The first: a commodity is something that has a set value and can be traded on an open market — think gold or copper.
The second: a useful or valuable thing.
The more I thought about it, the deeper I shared the sentiment that data is not a commodity.
Let's start with the first definition: data is not oil or gold. Why? Because it doesn't hold universal value. If I give you a spreadsheet, and you wanted to sell it, how would you put a price on it? Would you count the rows? Count the columns? Of course not. You might look at the data, but really you would probably think: what could someone do with this? How might this data be useful?
If I gave you a barrel of crude oil, you'd look up the price, and then you'd find a refinery and see how much they would charge to turn it into oil that could be sold.
So in dissecting that first definition of 'commodity', we can see how data does not really fit.

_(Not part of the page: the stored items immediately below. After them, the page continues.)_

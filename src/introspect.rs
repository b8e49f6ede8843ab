//! Type-label shortening and attribute flattening.
//!
//! Stage snapshots carry declared runtime type names in their raw form
//! (namespace-qualified, with `` `N `` arity markers and `+` nesting markers)
//! and attribute values in arbitrary JSON shapes. This module turns both into
//! readable text. Nothing here returns an error: unexpected shapes degrade to
//! empty strings or raw JSON, because detail extraction must keep going on
//! private layouts it only partially understands.

use serde_json::Value;

/// Shortens a raw runtime type name to its display form.
///
/// Strips the namespace, drops the generic-arity suffix at the first
/// backtick, and joins nested-type segments (`Outer+Inner`) with `.` so an
/// inner type still names its enclosing type.
///
/// ```rust
/// use pipescope::introspect::short_type_label;
///
/// assert_eq!(short_type_label("Microsoft.ML.Data.TransformerChain`1"), "TransformerChain");
/// assert_eq!(short_type_label("Ns.Outer+Inner`2"), "Outer.Inner");
/// ```
pub fn short_type_label(raw: &str) -> String {
  let type_part = raw.rsplit('.').next().unwrap_or(raw);
  type_part
    .split('+')
    .map(strip_arity)
    .collect::<Vec<_>>()
    .join(".")
}

/// Drops the backtick arity suffix from one type-name segment.
fn strip_arity(segment: &str) -> &str {
  match segment.find('`') {
    Some(index) if index > 0 => &segment[..index],
    _ => segment,
  }
}

/// Makes a label safe for diagram output.
///
/// Angle brackets collide with Mermaid node syntax and are replaced with
/// underscores.
pub fn display_label(label: &str) -> String {
  label.replace(['<', '>'], "_")
}

/// Flattens an attribute value to plain text.
///
/// Applied recursively: null is empty; a string is itself; an array is the
/// comma-joined flattening of its elements; everything else falls back to
/// compact JSON.
///
/// Column pairs arrive on the wire as two-string arrays *nested inside* an
/// enclosing array; only there does the pair rendering apply — the pair
/// collapses to the single label when both sides match and to
/// `(first, second)` otherwise. A top-level two-string array is a plain
/// value list (replacement values, selected columns) and is comma-joined
/// like any other.
pub fn value_to_text(value: &Value) -> String {
  match value {
    Value::Null => String::new(),
    Value::String(text) => text.clone(),
    Value::Array(items) => items
      .iter()
      .map(element_to_text)
      .collect::<Vec<_>>()
      .join(","),
    other => serde_json::to_string(other).unwrap_or_default(),
  }
}

/// Flattens one array element, where the pair rendering applies.
fn element_to_text(value: &Value) -> String {
  if let Value::Array(items) = value {
    match pair_labels(items) {
      Some((first, second)) if first == second => return first.to_string(),
      Some((first, second)) => return format!("({first}, {second})"),
      None => {}
    }
  }
  value_to_text(value)
}

/// Serializes an attribute value as pretty JSON for extractors that decode
/// structured column-option records.
pub fn value_to_json(value: &Value) -> String {
  serde_json::to_string_pretty(value).unwrap_or_default()
}

/// Whether an attribute value should be carried as JSON rather than
/// flattened text: objects, and arrays of objects (column-option records).
pub fn is_structured(value: &Value) -> bool {
  match value {
    Value::Object(_) => true,
    Value::Array(items) => items.first().is_some_and(Value::is_object),
    _ => false,
  }
}

/// Views a two-element array of strings as a label pair.
fn pair_labels(items: &[Value]) -> Option<(&str, &str)> {
  match items {
    [Value::String(first), Value::String(second)] => Some((first, second)),
    _ => None,
  }
}
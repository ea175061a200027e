//! Import job database operations
//!
//! Jobs are the audit trail for every upload-to-chapters attempt. Rows are
//! never deleted; they only move forward through their lifecycle:
//! pending -> processing -> completed | failed. All transition queries are
//! guarded by the current status so a terminal job can never be revived.

use chrono::Utc;
use serde::{Deserialize, Serialize};
use sqlx::SqlitePool;
use uuid::Uuid;

use crate::error::Result;

/// Import job lifecycle status
#[derive(Debug, Clone, Copy, PartialEq, Eq, Serialize, Deserialize)]
#[serde(rename_all = "lowercase")]
pub enum JobStatus {
    Pending,
    Processing,
    Completed,
    Failed,
}

impl JobStatus {
    pub fn as_str(&self) -> &'static str {
        match self {
            JobStatus::Pending => "pending",
            JobStatus::Processing => "processing",
            JobStatus::Completed => "completed",
            JobStatus::Failed => "failed",
        }
    }

    pub fn is_terminal(&self) -> bool {
        matches!(self, JobStatus::Completed | JobStatus::Failed)
    }
}

/// Kind of import a job tracks
#[derive(Debug, Clone, Copy, PartialEq, Eq, Serialize, Deserialize)]
#[serde(rename_all = "lowercase")]
pub enum ImportKind {
    Document,
    Batch,
}

impl ImportKind {
    pub fn as_str(&self) -> &'static str {
        match self {
            ImportKind::Document => "document",
            ImportKind::Batch => "batch",
        }
    }
}

/// One failed (or skipped) unit of work inside an import
///
/// Validation errors carry the 1-based sheet row; persistence errors carry
/// the chapter number and title of the row that failed.
#[derive(Debug, Clone, Serialize, Deserialize, PartialEq)]
#[serde(rename_all = "camelCase")]
pub struct RowError {
    #[serde(skip_serializing_if = "Option::is_none")]
    pub row: Option<i64>,
    #[serde(skip_serializing_if = "Option::is_none")]
    pub chapter_number: Option<f64>,
    #[serde(skip_serializing_if = "Option::is_none")]
    pub title: Option<String>,
    pub message: String,
}

impl RowError {
    /// Error tied to a sheet row (validation stage)
    pub fn for_row(row: i64, message: impl Into<String>) -> Self {
        Self {
            row: Some(row),
            chapter_number: None,
            title: None,
            message: message.into(),
        }
    }

    /// Error tied to a chapter candidate (persistence stage)
    pub fn for_chapter(chapter_number: f64, title: &str, message: impl Into<String>) -> Self {
        Self {
            row: None,
            chapter_number: Some(chapter_number),
            title: Some(title.to_string()),
            message: message.into(),
        }
    }
}

/// Import job record
#[derive(Debug, Clone, Serialize, Deserialize, sqlx::FromRow)]
pub struct ImportJob {
    pub id: String,
    pub file_name: String,
    pub file_size: i64,
    pub mime_type: String,
    pub kind: String,
    pub story_id: Option<String>,
    pub uploader_id: Option<String>,
    pub status: String,
    pub progress: i64,
    pub chapters_created: i64,
    pub images_extracted: i64,
    pub error_message: Option<String>,
    pub row_errors: String,
    pub settings: String,
    pub source_key: Option<String>,
    pub created_at: String,
    pub started_at: Option<String>,
    pub completed_at: Option<String>,
}

impl ImportJob {
    /// Parsed lifecycle status; unknown values read as failed
    pub fn job_status(&self) -> JobStatus {
        match self.status.as_str() {
            "pending" => JobStatus::Pending,
            "processing" => JobStatus::Processing,
            "completed" => JobStatus::Completed,
            _ => JobStatus::Failed,
        }
    }

    /// Decoded per-row error list
    pub fn row_error_list(&self) -> Vec<RowError> {
        serde_json::from_str(&self.row_errors).unwrap_or_default()
    }
}

/// Data for a job to be created
#[derive(Debug, Clone)]
pub struct NewImportJob {
    pub file_name: String,
    pub file_size: i64,
    pub mime_type: String,
    pub kind: ImportKind,
    pub story_id: Option<String>,
    pub uploader_id: Option<String>,
    pub settings: String,
}

const JOB_COLUMNS: &str = r#"id, file_name, file_size, mime_type, kind, story_id, uploader_id,
       status, progress, chapters_created, images_extracted,
       error_message, row_errors, settings, source_key,
       created_at, started_at, completed_at"#;

/// Import job repository
pub struct ImportJobRepository<'a> {
    pool: &'a SqlitePool,
}

impl<'a> ImportJobRepository<'a> {
    pub fn new(pool: &'a SqlitePool) -> Self {
        Self { pool }
    }

    /// Get a job by id
    pub async fn get(&self, id: &str) -> Result<Option<ImportJob>> {
        let job = sqlx::query_as::<_, ImportJob>(&format!(
            "SELECT {} FROM import_jobs WHERE id = ?",
            JOB_COLUMNS
        ))
        .bind(id)
        .fetch_optional(self.pool)
        .await?;

        Ok(job)
    }

    /// List a story's jobs, newest first
    pub async fn list_for_story(&self, story_id: &str) -> Result<Vec<ImportJob>> {
        let jobs = sqlx::query_as::<_, ImportJob>(&format!(
            r#"
            SELECT {}
            FROM import_jobs
            WHERE story_id = ?
            ORDER BY created_at DESC
            "#,
            JOB_COLUMNS
        ))
        .bind(story_id)
        .fetch_all(self.pool)
        .await?;

        Ok(jobs)
    }

    /// Create a pending job
    pub async fn create(&self, data: &NewImportJob) -> Result<ImportJob> {
        let id = Uuid::new_v4().to_string();
        let now = Utc::now().to_rfc3339();

        sqlx::query(
            r#"
            INSERT INTO import_jobs (
                id, file_name, file_size, mime_type, kind, story_id,
                uploader_id, status, settings, created_at
            )
            VALUES (?, ?, ?, ?, ?, ?, ?, 'pending', ?, ?)
            "#,
        )
        .bind(&id)
        .bind(&data.file_name)
        .bind(data.file_size)
        .bind(&data.mime_type)
        .bind(data.kind.as_str())
        .bind(&data.story_id)
        .bind(&data.uploader_id)
        .bind(&data.settings)
        .bind(&now)
        .execute(self.pool)
        .await?;

        self.get(&id)
            .await?
            .ok_or_else(|| crate::error::AppError::Internal("Failed to fetch created job".to_string()))
    }

    /// Record the key of the temporarily stored source object
    pub async fn set_source_key(&self, id: &str, source_key: &str) -> Result<()> {
        sqlx::query("UPDATE import_jobs SET source_key = ? WHERE id = ?")
            .bind(source_key)
            .bind(id)
            .execute(self.pool)
            .await?;

        Ok(())
    }

    /// Move a pending job to processing; false if it already left pending
    pub async fn mark_processing(&self, id: &str) -> Result<bool> {
        let now = Utc::now().to_rfc3339();

        let result = sqlx::query(
            r#"
            UPDATE import_jobs
            SET status = 'processing', started_at = ?
            WHERE id = ? AND status = 'pending'
            "#,
        )
        .bind(&now)
        .bind(id)
        .execute(self.pool)
        .await?;

        Ok(result.rows_affected() > 0)
    }

    /// Raise a processing job's progress percentage
    ///
    /// `max(progress, ?)` keeps progress monotonic even if stage updates
    /// arrive out of order.
    pub async fn update_progress(&self, id: &str, progress: i64) -> Result<()> {
        sqlx::query(
            r#"
            UPDATE import_jobs
            SET progress = max(progress, ?)
            WHERE id = ? AND status = 'processing'
            "#,
        )
        .bind(progress.clamp(0, 100))
        .bind(id)
        .execute(self.pool)
        .await?;

        Ok(())
    }

    /// Record how many images the parser extracted
    pub async fn set_images_extracted(&self, id: &str, count: i64) -> Result<()> {
        sqlx::query(
            r#"
            UPDATE import_jobs
            SET images_extracted = ?
            WHERE id = ? AND status = 'processing'
            "#,
        )
        .bind(count)
        .bind(id)
        .execute(self.pool)
        .await?;

        Ok(())
    }

    /// Finish a processing job successfully
    pub async fn complete(
        &self,
        id: &str,
        chapters_created: i64,
        row_errors: &[RowError],
    ) -> Result<bool> {
        let now = Utc::now().to_rfc3339();
        let errors_json = serde_json::to_string(row_errors)
            .map_err(|e| crate::error::AppError::Internal(format!("Failed to encode row errors: {}", e)))?;

        let result = sqlx::query(
            r#"
            UPDATE import_jobs
            SET status = 'completed', progress = 100, chapters_created = ?,
                row_errors = ?, completed_at = ?
            WHERE id = ? AND status = 'processing'
            "#,
        )
        .bind(chapters_created)
        .bind(&errors_json)
        .bind(&now)
        .bind(id)
        .execute(self.pool)
        .await?;

        Ok(result.rows_affected() > 0)
    }

    /// Mark a job failed with a human-readable message
    pub async fn fail(&self, id: &str, message: &str) -> Result<bool> {
        let now = Utc::now().to_rfc3339();

        let result = sqlx::query(
            r#"
            UPDATE import_jobs
            SET status = 'failed', error_message = ?, completed_at = ?
            WHERE id = ? AND status IN ('pending', 'processing')
            "#,
        )
        .bind(message)
        .bind(&now)
        .bind(id)
        .execute(self.pool)
        .await?;

        Ok(result.rows_affected() > 0)
    }

    /// Sweep jobs left non-terminal by a previous process
    ///
    /// Called once at startup; returns how many jobs were swept.
    pub async fn fail_interrupted(&self) -> Result<u64> {
        let now = Utc::now().to_rfc3339();

        let result = sqlx::query(
            r#"
            UPDATE import_jobs
            SET status = 'failed',
                error_message = 'Import interrupted by server restart',
                completed_at = ?
            WHERE status IN ('pending', 'processing')
            "#,
        )
        .bind(&now)
        .execute(self.pool)
        .await?;

        Ok(result.rows_affected())
    }
}
//! Chapter database operations

use chrono::Utc;
use serde::{Deserialize, Serialize};
use sqlx::SqlitePool;
use uuid::Uuid;

use crate::error::Result;

/// Chapter record
#[derive(Debug, Clone, Serialize, Deserialize, sqlx::FromRow)]
#[serde(rename_all = "camelCase")]
pub struct Chapter {
    pub id: String,
    pub story_id: String,
    pub chapter_number: f64,
    pub title: String,
    pub slug: String,
    pub content: String,
    pub word_count: i64,
    pub reading_time_minutes: i64,
    pub sort_order: f64,
    pub status: String,
    pub is_published: bool,
    pub is_premium: bool,
    pub source_file: Option<String>,
    pub imported_at: Option<String>,
    pub deleted_at: Option<String>,
    pub created_at: String,
    pub updated_at: String,
}

/// Relocated media reference attached to a chapter
#[derive(Debug, Clone, Serialize, Deserialize, sqlx::FromRow)]
#[serde(rename_all = "camelCase")]
pub struct ChapterMedia {
    pub id: String,
    pub chapter_id: String,
    pub position: i64,
    pub media_url: String,
    pub thumbnail_url: Option<String>,
    pub content_type: String,
    pub display_name: String,
    pub uploaded_by: Option<String>,
    pub created_at: String,
}

/// Data for a chapter to be created
#[derive(Debug, Clone)]
pub struct NewChapter {
    pub story_id: String,
    pub chapter_number: f64,
    pub title: String,
    pub slug: String,
    pub content: String,
    pub word_count: i64,
    pub reading_time_minutes: i64,
    pub sort_order: f64,
    pub is_published: bool,
    pub is_premium: bool,
    pub source_file: Option<String>,
    pub imported_at: Option<String>,
}

/// Derive the publication status stored on a chapter.
///
/// Unpublished chapters are always drafts; the premium flag only matters
/// once a chapter is published.
pub fn publication_status(is_published: bool, is_premium: bool) -> &'static str {
    match (is_published, is_premium) {
        (false, _) => "draft",
        (true, true) => "premium",
        (true, false) => "free",
    }
}

const CHAPTER_COLUMNS: &str = r#"id, story_id, chapter_number, title, slug, content,
       word_count, reading_time_minutes, sort_order, status,
       is_published, is_premium, source_file, imported_at, deleted_at,
       created_at, updated_at"#;

/// Chapter repository
pub struct ChapterRepository<'a> {
    pool: &'a SqlitePool,
}

impl<'a> ChapterRepository<'a> {
    pub fn new(pool: &'a SqlitePool) -> Self {
        Self { pool }
    }

    /// Get a chapter by id
    pub async fn get(&self, id: &str) -> Result<Option<Chapter>> {
        let chapter = sqlx::query_as::<_, Chapter>(&format!(
            "SELECT {} FROM chapters WHERE id = ?",
            CHAPTER_COLUMNS
        ))
        .bind(id)
        .fetch_optional(self.pool)
        .await?;

        Ok(chapter)
    }

    /// List live chapters of a story in display order
    pub async fn list_for_story(&self, story_id: &str) -> Result<Vec<Chapter>> {
        let chapters = sqlx::query_as::<_, Chapter>(&format!(
            r#"
            SELECT {}
            FROM chapters
            WHERE story_id = ? AND deleted_at IS NULL
            ORDER BY sort_order ASC
            "#,
            CHAPTER_COLUMNS
        ))
        .bind(story_id)
        .fetch_all(self.pool)
        .await?;

        Ok(chapters)
    }

    /// Chapter numbers of a story's live chapters
    pub async fn numbers(&self, story_id: &str) -> Result<Vec<f64>> {
        let rows: Vec<(f64,)> = sqlx::query_as(
            r#"
            SELECT chapter_number FROM chapters
            WHERE story_id = ? AND deleted_at IS NULL
            ORDER BY chapter_number ASC
            "#,
        )
        .bind(story_id)
        .fetch_all(self.pool)
        .await?;

        Ok(rows.into_iter().map(|r| r.0).collect())
    }

    /// Highest live chapter number of a story, if any
    pub async fn max_number(&self, story_id: &str) -> Result<Option<f64>> {
        let row: (Option<f64>,) = sqlx::query_as(
            r#"
            SELECT MAX(chapter_number) FROM chapters
            WHERE story_id = ? AND deleted_at IS NULL
            "#,
        )
        .bind(story_id)
        .fetch_one(self.pool)
        .await?;

        Ok(row.0)
    }

    /// Next free display-order slot for a story
    pub async fn next_sort_order(&self, story_id: &str) -> Result<f64> {
        let row: (Option<f64>,) = sqlx::query_as(
            r#"
            SELECT MAX(sort_order) FROM chapters
            WHERE story_id = ? AND deleted_at IS NULL
            "#,
        )
        .bind(story_id)
        .fetch_one(self.pool)
        .await?;

        Ok(row.0.map(|m| m + 1.0).unwrap_or(1.0))
    }

    /// Create a chapter inside an open transaction, returning its id
    pub async fn create_tx(
        &self,
        tx: &mut sqlx::Transaction<'_, sqlx::Sqlite>,
        data: &NewChapter,
    ) -> Result<String> {
        let id = Uuid::new_v4().to_string();
        let now = Utc::now().to_rfc3339();
        let status = publication_status(data.is_published, data.is_premium);

        sqlx::query(
            r#"
            INSERT INTO chapters (
                id, story_id, chapter_number, title, slug, content,
                word_count, reading_time_minutes, sort_order, status,
                is_published, is_premium, source_file, imported_at,
                created_at, updated_at
            )
            VALUES (?, ?, ?, ?, ?, ?, ?, ?, ?, ?, ?, ?, ?, ?, ?, ?)
            "#,
        )
        .bind(&id)
        .bind(&data.story_id)
        .bind(data.chapter_number)
        .bind(&data.title)
        .bind(&data.slug)
        .bind(&data.content)
        .bind(data.word_count)
        .bind(data.reading_time_minutes)
        .bind(data.sort_order)
        .bind(status)
        .bind(data.is_published)
        .bind(data.is_premium)
        .bind(&data.source_file)
        .bind(&data.imported_at)
        .bind(&now)
        .bind(&now)
        .execute(&mut **tx)
        .await?;

        Ok(id)
    }

    /// Create a chapter in its own transaction
    pub async fn create(&self, data: &NewChapter) -> Result<Chapter> {
        let mut tx = self.pool.begin().await?;
        let id = self.create_tx(&mut tx, data).await?;
        tx.commit().await?;

        self.get(&id)
            .await?
            .ok_or_else(|| crate::error::AppError::Internal("Failed to fetch created chapter".to_string()))
    }

    /// Attach a relocated media reference to a chapter inside an open
    /// transaction
    #[allow(clippy::too_many_arguments)]
    pub async fn add_media_tx(
        &self,
        tx: &mut sqlx::Transaction<'_, sqlx::Sqlite>,
        chapter_id: &str,
        position: i64,
        media_url: &str,
        thumbnail_url: Option<&str>,
        content_type: &str,
        display_name: &str,
        uploaded_by: Option<&str>,
    ) -> Result<()> {
        let id = Uuid::new_v4().to_string();
        let now = Utc::now().to_rfc3339();

        sqlx::query(
            r#"
            INSERT INTO chapter_media (
                id, chapter_id, position, media_url, thumbnail_url,
                content_type, display_name, uploaded_by, created_at
            )
            VALUES (?, ?, ?, ?, ?, ?, ?, ?, ?)
            "#,
        )
        .bind(&id)
        .bind(chapter_id)
        .bind(position)
        .bind(media_url)
        .bind(thumbnail_url)
        .bind(content_type)
        .bind(display_name)
        .bind(uploaded_by)
        .bind(&now)
        .execute(&mut **tx)
        .await?;

        Ok(())
    }

    /// List a chapter's media references in order
    pub async fn list_media(&self, chapter_id: &str) -> Result<Vec<ChapterMedia>> {
        let media = sqlx::query_as::<_, ChapterMedia>(
            r#"
            SELECT id, chapter_id, position, media_url, thumbnail_url,
                   content_type, display_name, uploaded_by, created_at
            FROM chapter_media
            WHERE chapter_id = ?
            ORDER BY position ASC
            "#,
        )
        .bind(chapter_id)
        .fetch_all(self.pool)
        .await?;

        Ok(media)
    }
}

Let's take the second definition: something that has 'value' or is useful. Data only has value if you know what to do with it and have the resources to do something with it. If I had a bunch of spreadsheets which detail every retail price of one product in every store nationwide, and sent all of those over to my mom, we would probably have a long conversation about how to open Finder on her laptop. But, if I handed the same spreadsheets over to Amazon — a leading corporation in retail and logistics — they would turn that data into an inviolable market position to fix prices by area for that product, and to always undercut the brick and mortar competition but without operating at a loss anywhere. Amazon could turn that data into millions of dollars.
But the platform economy does treat data like a commodity — which is what can make us believe it is one. It does so in at least three interesting ways.
It leans on a complex division of labour and robust set of infrastructure that can turn one thing into another, with a system that is mostly predictable in terms of cost. So, if I run a small business, I don't have to have an oil refinery in my backyard to turn crude oil into oil that can power my delivery vans. I also don't have to run an ISP, or even a server to host my website.
I can do incredibly complex things, without actually engaging in the complexity to leverage that thing. In other words, readers, I have all of your email addresses, and that data point enables me to get in touch with you for free. It's a complex system which is made simple for my (and your) convenience.
It allows for an accrual of value in some places, and an accrual of harm in other places. And in most cases, never the two shall meet. No one that trades 'gold' on the open market cares about where it was mined, and there is very little connection between the sale price of gold and the devastation of communities by those who mine and sell it. Those capitalising off of data and data systems, are in a very different place (physically, economically, politically) than those who are harmed by them.
These are interesting characteristics of data, and if we explore the way data can be commodified it might be helpful for understanding some macro systems and patterns. But when we get literal, and think about data as a commodity, we undermine our ability to understand power and value in data systems. It can be so tempting to reduce the complexity of our world in order to increase understanding, but sometimes reducing complexity means you are no longer connected with the very reality you are trying to understand. Even though data can be commodified in some circumstances, let's not dumb things down to thinking it's a commodity.
And if data is not a commodity — what is it? No, really. Hit me.